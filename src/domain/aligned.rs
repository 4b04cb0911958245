//! Aligned portfolio return series.
//!
//! Price histories are merged on the strict intersection of their dates: a
//! date missing from any one ticker is dropped for all of them. Over the
//! surviving dates each ticker's period return is the percentage change in
//! adjusted close, and the portfolio gross return is the product of the
//! weighted factors:
//!
//! ```text
//! factor[t] = r[t] * w[t] + 1
//! portfolio = prod(factor[t])
//! dollars   = initial_value * cumprod(portfolio)
//! ```
//!
//! The first common date is the base row: it has no period returns, a
//! gross return of exactly 1.0 and a value of `initial_value`.

use crate::domain::error::GrowthfolioError;
use crate::domain::price::PriceSeries;
use crate::domain::weights::WeightVector;
use chrono::NaiveDate;
use std::borrow::Borrow;
use std::collections::BTreeSet;
use tracing::{debug, info};

pub const DEFAULT_INITIAL_VALUE: f64 = 100.0;

#[derive(Debug, Clone, PartialEq)]
pub struct ReturnRow {
    pub date: NaiveDate,
    /// Period return per ticker, in column order. `None` on the base row.
    pub returns: Option<Vec<f64>>,
    /// Gross portfolio return for the period.
    pub portfolio: f64,
    /// Cumulative portfolio value.
    pub portfolio_dollars: f64,
}

#[derive(Debug, Clone, PartialEq)]
pub struct AlignedReturnSeries {
    tickers: Vec<String>,
    rows: Vec<ReturnRow>,
}

impl AlignedReturnSeries {
    pub fn tickers(&self) -> &[String] {
        &self.tickers
    }

    pub fn rows(&self) -> &[ReturnRow] {
        &self.rows
    }

    pub fn len(&self) -> usize {
        self.rows.len()
    }

    pub fn is_empty(&self) -> bool {
        self.rows.is_empty()
    }

    pub fn dates(&self) -> Vec<NaiveDate> {
        self.rows.iter().map(|r| r.date).collect()
    }

    /// The "Portfolio" gross-return column, base row included.
    pub fn portfolio(&self) -> Vec<f64> {
        self.rows.iter().map(|r| r.portfolio).collect()
    }

    /// The "Portfolio_Dollars" column.
    pub fn portfolio_dollars(&self) -> Vec<f64> {
        self.rows.iter().map(|r| r.portfolio_dollars).collect()
    }

    pub fn final_value(&self) -> Option<f64> {
        self.rows.last().map(|r| r.portfolio_dollars)
    }

    /// Period returns of one ticker, `None` on the base row.
    pub fn ticker_returns(&self, ticker: &str) -> Option<Vec<Option<f64>>> {
        let col = self.tickers.iter().position(|t| t == ticker)?;
        Some(
            self.rows
                .iter()
                .map(|r| r.returns.as_ref().map(|rs| rs[col]))
                .collect(),
        )
    }
}

/// Dates present in every series, ascending. Empty when `series` is empty.
pub fn common_timeline<S: Borrow<PriceSeries>>(series: &[S]) -> Vec<NaiveDate> {
    let Some((first, rest)) = series.split_first() else {
        return Vec::new();
    };
    let first: &PriceSeries = first.borrow();
    let dates: BTreeSet<NaiveDate> = first
        .bars
        .iter()
        .map(|b| b.date)
        .filter(|&d| {
            rest.iter().all(|s| {
                let s: &PriceSeries = s.borrow();
                s.contains(d)
            })
        })
        .collect();
    dates.into_iter().collect()
}

/// Builds the aligned return series for the weighted constituents.
///
/// Histories for tickers without a weight are ignored. An empty common
/// timeline is an [`GrowthfolioError::EmptyAlignment`] error.
pub fn aggregate_returns(
    weights: &WeightVector,
    histories: &[PriceSeries],
    initial_value: f64,
) -> Result<AlignedReturnSeries, GrowthfolioError> {
    let constituents: Vec<&PriceSeries> = histories
        .iter()
        .filter(|s| {
            let weighted = weights.contains(&s.ticker);
            if !weighted {
                debug!(ticker = %s.ticker, "ignoring history without a weight");
            }
            weighted
        })
        .collect();

    let tickers: Vec<String> = constituents.iter().map(|s| s.ticker.clone()).collect();
    let timeline = common_timeline(&constituents);

    if timeline.is_empty() {
        return Err(GrowthfolioError::EmptyAlignment {
            stage: "aggregate returns".to_string(),
            tickers,
        });
    }

    let column_weights: Vec<f64> = tickers
        .iter()
        .map(|t| weights.get(t).unwrap_or(0.0))
        .collect();

    let mut rows = Vec::with_capacity(timeline.len());
    rows.push(ReturnRow {
        date: timeline[0],
        returns: None,
        portfolio: 1.0,
        portfolio_dollars: initial_value,
    });

    let mut cumulative = 1.0;
    for pair in timeline.windows(2) {
        let (prev, curr) = (pair[0], pair[1]);

        let returns: Vec<f64> = constituents
            .iter()
            .map(|s| {
                let p0 = s.adj_close(prev).unwrap_or(f64::NAN);
                let p1 = s.adj_close(curr).unwrap_or(f64::NAN);
                p1 / p0 - 1.0
            })
            .collect();

        let portfolio: f64 = returns
            .iter()
            .zip(&column_weights)
            .map(|(r, w)| r * w + 1.0)
            .product();
        cumulative *= portfolio;

        rows.push(ReturnRow {
            date: curr,
            returns: Some(returns),
            portfolio,
            portfolio_dollars: cumulative * initial_value,
        });
    }

    info!(
        tickers = tickers.len(),
        rows = rows.len(),
        "aggregated portfolio returns"
    );

    Ok(AlignedReturnSeries { tickers, rows })
}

++++++

**Exercise**.
In the material above, how many lines have the word "pair"? Give that number and nothing else.

**Exercise result**.
2